use regex::Regex;

use crate::db::types::BloomLevel;

/// Inline labels found inside one question block.
#[derive(Debug, Clone, Default, PartialEq, Eq)]
pub(crate) struct InlineMetadata {
    pub(crate) bloom_level: BloomLevel,
    pub(crate) co_code: Option<String>,
    pub(crate) topic: Option<String>,
}

pub(crate) struct MetadataPatterns {
    option_marker: Regex,
    bloom: Regex,
    co_token: Regex,
    topic: Regex,
    labeled_outcome: Regex,
    bracketed_outcome: Regex,
    trailing_outcomes: Regex,
}

impl MetadataPatterns {
    pub(crate) fn new() -> Result<Self, regex::Error> {
        Ok(Self {
            option_marker: Regex::new(r"(?i)(?:^|\s|[\.!\?,]|\))(\([a-d]\)|[a-d][\.\)])(?:\s|$)")?,
            bloom: Regex::new(r"(?i)Bloom(?:'s)?\s*(?:Taxonomy\s*)?Level:\s*(L[1-5])")?,
            co_token: Regex::new(r"(?i)\b(CO[1-9])\b")?,
            topic: Regex::new(r"(?i)Topic:\s*([^\n\r\t,]+)")?,
            labeled_outcome: Regex::new(r"(?i)Course\s*Outcome:\s*CO[1-9]\b")?,
            bracketed_outcome: Regex::new(r"(?i)[\(\[]\s*CO[1-9]\s*[\)\]]")?,
            trailing_outcomes: Regex::new(r"(?i)(?:\s*\bCO[1-9]\b)+\s*$")?,
        })
    }

    /// Splits a block into its stem and `"{marker} {content}"` options.
    pub(crate) fn split_options(&self, block: &str) -> (String, Vec<String>) {
        let markers: Vec<(usize, usize, &str)> = self
            .option_marker
            .captures_iter(block)
            .filter_map(|caps| {
                let whole = caps.get(0)?;
                let label = caps.get(1)?;
                Some((label.start(), whole.end(), label.as_str()))
            })
            .collect();

        let Some(&(first_start, _, _)) = markers.first() else {
            return (block.trim().to_string(), Vec::new());
        };

        let stem = block[..first_start].trim().to_string();
        let options = markers
            .iter()
            .enumerate()
            .map(|(idx, &(_, content_start, label))| {
                let content_end = markers.get(idx + 1).map_or(block.len(), |next| next.0);
                let content = block.get(content_start..content_end).unwrap_or_default().trim();
                if content.is_empty() {
                    label.to_string()
                } else {
                    format!("{label} {content}")
                }
            })
            .collect();

        (stem, options)
    }

    pub(crate) fn extract(&self, block: &str) -> InlineMetadata {
        let bloom_level = self
            .bloom
            .captures(block)
            .and_then(|caps| caps.get(1))
            .map(|level| BloomLevel::parse_or_default(level.as_str()))
            .unwrap_or_default();

        let (stem, options) = self.split_options(block);
        let co_code = std::iter::once(stem.as_str())
            .chain(options.iter().map(String::as_str))
            .find_map(|segment| self.outcome_code(segment));

        let topic = self
            .topic
            .captures(block)
            .and_then(|caps| caps.get(1))
            .map(|name| name.as_str().trim().to_string())
            .filter(|name| !name.is_empty());

        InlineMetadata { bloom_level, co_code, topic }
    }

    /// Outcome code of the earliest phrase `scrub` strips from `segment`:
    /// `Course Outcome: COn`, a bracketed `(COn)`, or codes trailing the text.
    fn outcome_code(&self, segment: &str) -> Option<String> {
        let without_labels = self.bloom.replace_all(segment, "");
        let without_labels = self.topic.replace_all(&without_labels, "");
        let cleaned = without_labels.trim();

        [&self.labeled_outcome, &self.bracketed_outcome, &self.trailing_outcomes]
            .into_iter()
            .filter_map(|pattern| pattern.find(cleaned))
            .min_by_key(|found| found.start())
            .and_then(|found| self.co_token.find(found.as_str()))
            .map(|code| code.as_str().to_ascii_uppercase())
    }

    /// Removes labeled metadata phrases. A bare `COn` is only removed when it
    /// trails the text, so prose such as "CO2 emissions" survives. Repeats
    /// until nothing changes, which makes the result a fixed point.
    pub(crate) fn scrub(&self, text: &str) -> String {
        let mut current = text.trim().to_string();
        loop {
            let mut next = self.bloom.replace_all(&current, "").into_owned();
            next = self.topic.replace_all(&next, "").into_owned();
            next = self.labeled_outcome.replace_all(&next, "").into_owned();
            next = self.bracketed_outcome.replace_all(&next, "").into_owned();
            next = self.trailing_outcomes.replace_all(&next, "").into_owned();
            next = collapse_spaces(&next);
            if next == current {
                return current;
            }
            current = next;
        }
    }

    /// Cuts `stem` at the first option marker left in it.
    pub(crate) fn truncate_stray_option(&self, stem: &str) -> String {
        match self.option_marker.find(stem) {
            Some(found) => stem[..found.start()].trim().to_string(),
            None => stem.to_string(),
        }
    }
}

fn collapse_spaces(text: &str) -> String {
    text.lines()
        .map(|line| line.split_whitespace().collect::<Vec<_>>().join(" "))
        .filter(|line| !line.is_empty())
        .collect::<Vec<_>>()
        .join("\n")
}
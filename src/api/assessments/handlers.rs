use axum::extract::{Multipart, Path, Query, State};
use axum::Json;
use rand::rngs::StdRng;
use rand::SeedableRng;
use uuid::Uuid;
use validator::Validate;

use crate::api::errors::ApiError;
use crate::api::pagination::PaginatedResponse;
use crate::core::state::AppState;
use crate::core::time::{format_primitive, primitive_now_utc};
use crate::repositories;
use crate::schemas::paper::{GenerateRequest, GenerateResponse, PaperResponse};
use crate::schemas::question::{ListQuestionsQuery, QuestionResponse, UploadResponse};
use crate::services::paper_generation::{self, GenerationInput};
use crate::services::question_import::{self, ImportRequest};
use crate::services::question_parser::{ParseMode, UnitContext};
use crate::services::slot_layout::{LayoutSwitches, PartAMode};

const DEFAULT_IMPORT_MARKS: f64 = 1.0;

#[derive(Default)]
struct UploadForm {
    file_name: Option<String>,
    bytes: Option<Vec<u8>>,
    subject_id: Option<String>,
    unit_id: Option<String>,
    mode: Option<String>,
    sheet_name: Option<String>,
    default_marks: Option<String>,
}

async fn read_upload_form(multipart: &mut Multipart, max_mb: u64) -> Result<UploadForm, ApiError> {
    let max_bytes = max_mb * 1024 * 1024;
    let mut form = UploadForm::default();

    while let Some(mut field) = multipart
        .next_field()
        .await
        .map_err(|_| ApiError::BadRequest("Invalid multipart data".to_string()))?
    {
        let name = field.name().unwrap_or("").to_string();
        if name == "file" {
            form.file_name = field.file_name().map(|s| s.to_string());
            let mut bytes = Vec::new();
            while let Some(chunk) = field
                .chunk()
                .await
                .map_err(|_| ApiError::BadRequest("Failed to read file".to_string()))?
            {
                if bytes.len() as u64 + chunk.len() as u64 > max_bytes {
                    return Err(ApiError::PayloadTooLarge(format!("File size exceeds {max_mb}MB limit")));
                }
                bytes.extend_from_slice(&chunk);
            }
            form.bytes = Some(bytes);
            continue;
        }

        let value = field
            .text()
            .await
            .map_err(|_| ApiError::BadRequest(format!("Invalid value for {name}")))?;
        let value = Some(value.trim().to_string()).filter(|v| !v.is_empty());
        match name.as_str() {
            "subjectId" | "subject_id" => form.subject_id = value,
            "unitId" | "unit_id" => form.unit_id = value,
            "mode" => form.mode = value,
            "sheetName" | "sheet_name" => form.sheet_name = value,
            "defaultMarks" | "default_marks" => form.default_marks = value,
            _ => {}
        }
    }

    Ok(form)
}

pub(super) async fn upload_questions(
    State(state): State<AppState>,
    mut multipart: Multipart,
) -> Result<Json<UploadResponse>, ApiError> {
    let form = read_upload_form(&mut multipart, state.settings().upload().max_upload_size_mb).await?;

    let (Some(bytes), Some(subject_id)) = (form.bytes, form.subject_id) else {
        return Err(ApiError::BadRequest("No file or subjectId provided".to_string()));
    };
    let file_name = form.file_name.unwrap_or_default();
    let default_marks = form
        .default_marks
        .and_then(|raw| raw.parse::<f64>().ok())
        .filter(|marks| *marks > 0.0)
        .unwrap_or(DEFAULT_IMPORT_MARKS);

    let store = state.question_bank();
    let summary = question_import::import_document(
        &store,
        ImportRequest {
            subject_id,
            unit_context: UnitContext::parse(form.unit_id.as_deref().unwrap_or_default()),
            mode: ParseMode::parse(form.mode.as_deref().unwrap_or_default()),
            sheet_name: form.sheet_name,
            default_marks,
            file_name,
            bytes,
        },
    )
    .await?;

    Ok(Json(UploadResponse {
        status: "success",
        source: summary.source,
        count: summary.imported,
        skipped: summary.skipped,
        answer_keys_resolved: summary.answer_keys_resolved,
    }))
}

pub(super) async fn list_questions(
    Path(subject_id): Path<String>,
    State(state): State<AppState>,
    Query(query): Query<ListQuestionsQuery>,
) -> Result<Json<PaginatedResponse<QuestionResponse>>, ApiError> {
    let skip = query.skip.max(0);
    let limit = query.limit.clamp(1, 1000);

    let rows = repositories::questions::list_page(
        state.db(),
        repositories::questions::ListQuestionsParams {
            subject_id,
            unit_id: query.unit_id.map(|value| value.trim().to_string()).filter(|v| !v.is_empty()),
            skip,
            limit,
        },
    )
    .await
    .map_err(|e| ApiError::internal(e, "Failed to list questions"))?;

    let total_count = rows.first().map(|row| row.total_count).unwrap_or(0);
    let items = rows
        .into_iter()
        .map(|row| QuestionResponse {
            id: row.id,
            unit_id: row.unit_id,
            unit_number: row.unit_number,
            topic: row.topic_name,
            question_text: row.question_text,
            marks: row.marks,
            question_type: row.question_type,
            bloom_level: row.bloom_level,
            options: row.options.0,
            answer_key: row.answer_key,
        })
        .collect();

    Ok(Json(PaginatedResponse { items, total_count, skip, limit }))
}

pub(super) async fn generate_paper(
    State(state): State<AppState>,
    Json(payload): Json<GenerateRequest>,
) -> Result<Json<GenerateResponse>, ApiError> {
    payload.validate().map_err(|e| ApiError::BadRequest(e.to_string()))?;

    let explicit_template = match payload.template_config.clone().filter(|value| !value.is_null()) {
        Some(inline) => Some(inline),
        None => match payload.template_id.as_deref().filter(|id| !id.trim().is_empty()) {
            Some(template_id) => {
                let stored = repositories::templates::find_by_id(state.db(), template_id)
                    .await
                    .map_err(|e| ApiError::internal(e, "Failed to load template"))?
                    .ok_or_else(|| ApiError::NotFound("Template not found".to_string()))?;
                Some(stored.config.0)
            }
            None => None,
        },
    };

    let institution_variant = payload.institution_variant
        || state
            .settings()
            .layout()
            .is_institution_variant(payload.university_id.as_deref(), &payload.selected_template);

    let input = GenerationInput {
        subject_id: payload.subject_id.trim().to_string(),
        unit_ids: payload.unit_ids.clone(),
        explicit_template,
        layout: LayoutSwitches {
            institution_variant,
            max_marks: payload.max_marks,
            part_a: PartAMode::parse(&payload.part_a_type),
        },
        sets_config: payload
            .sets_config
            .iter()
            .map(|(label, levels)| (label.trim().to_ascii_uppercase(), levels.to_filter()))
            .collect(),
        set_count: payload.set_count,
    };

    let seed = payload.seed.unwrap_or_else(rand::random::<u64>);
    let mut rng = StdRng::seed_from_u64(seed);
    tracing::debug!(subject_id = %input.subject_id, seed, "generating paper");

    let store = state.question_bank();
    let paper = paper_generation::generate(&store, input, &mut rng).await?;

    let sets_data = paper_generation::assemble_sets_data(&paper.sets, payload.metadata())
        .map_err(|e| ApiError::internal(e, "Failed to serialize generated sets"))?;
    let paper_id = repositories::papers::create(
        state.db(),
        repositories::papers::CreatePaper {
            id: &Uuid::new_v4().to_string(),
            university_id: payload.university_id.as_deref(),
            batch_id: payload.batch_id.as_deref(),
            branch_id: payload.branch_id.as_deref(),
            subject_id: payload.subject_id.trim(),
            exam_type: payload.exam_type.as_deref(),
            semester: payload.semester,
            paper_date: payload.paper_date.as_deref(),
            duration_minutes: payload.duration_minutes,
            max_marks: payload.max_marks,
            sets_data,
            created_at: primitive_now_utc(),
        },
    )
    .await
    .map_err(|e| ApiError::internal(e, "Failed to store generated paper"))?;

    tracing::info!(paper_id = %paper_id, empty_picks = paper.empty_picks, "paper stored");

    Ok(Json(GenerateResponse { id: paper_id, sets: paper.sets, template_config: paper.template }))
}

pub(super) async fn get_paper(
    Path(paper_id): Path<String>,
    State(state): State<AppState>,
) -> Result<Json<PaperResponse>, ApiError> {
    let paper = repositories::papers::find_by_id(state.db(), &paper_id)
        .await
        .map_err(|e| ApiError::internal(e, "Failed to load paper"))?
        .ok_or_else(|| ApiError::NotFound("Paper not found".to_string()))?;

    Ok(Json(PaperResponse {
        id: paper.id,
        university_id: paper.university_id,
        subject_id: paper.subject_id,
        max_marks: paper.max_marks,
        sets_data: paper.sets_data.0,
        created_at: format_primitive(paper.created_at),
    }))
}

=====

**TASK DESCRIPTION**
Copy out each line of the data that holds the string "GenerationInput".

**EXERCISE RESPONSE**
use crate::services::paper_generation::{self, GenerationInput};
    let input = GenerationInput {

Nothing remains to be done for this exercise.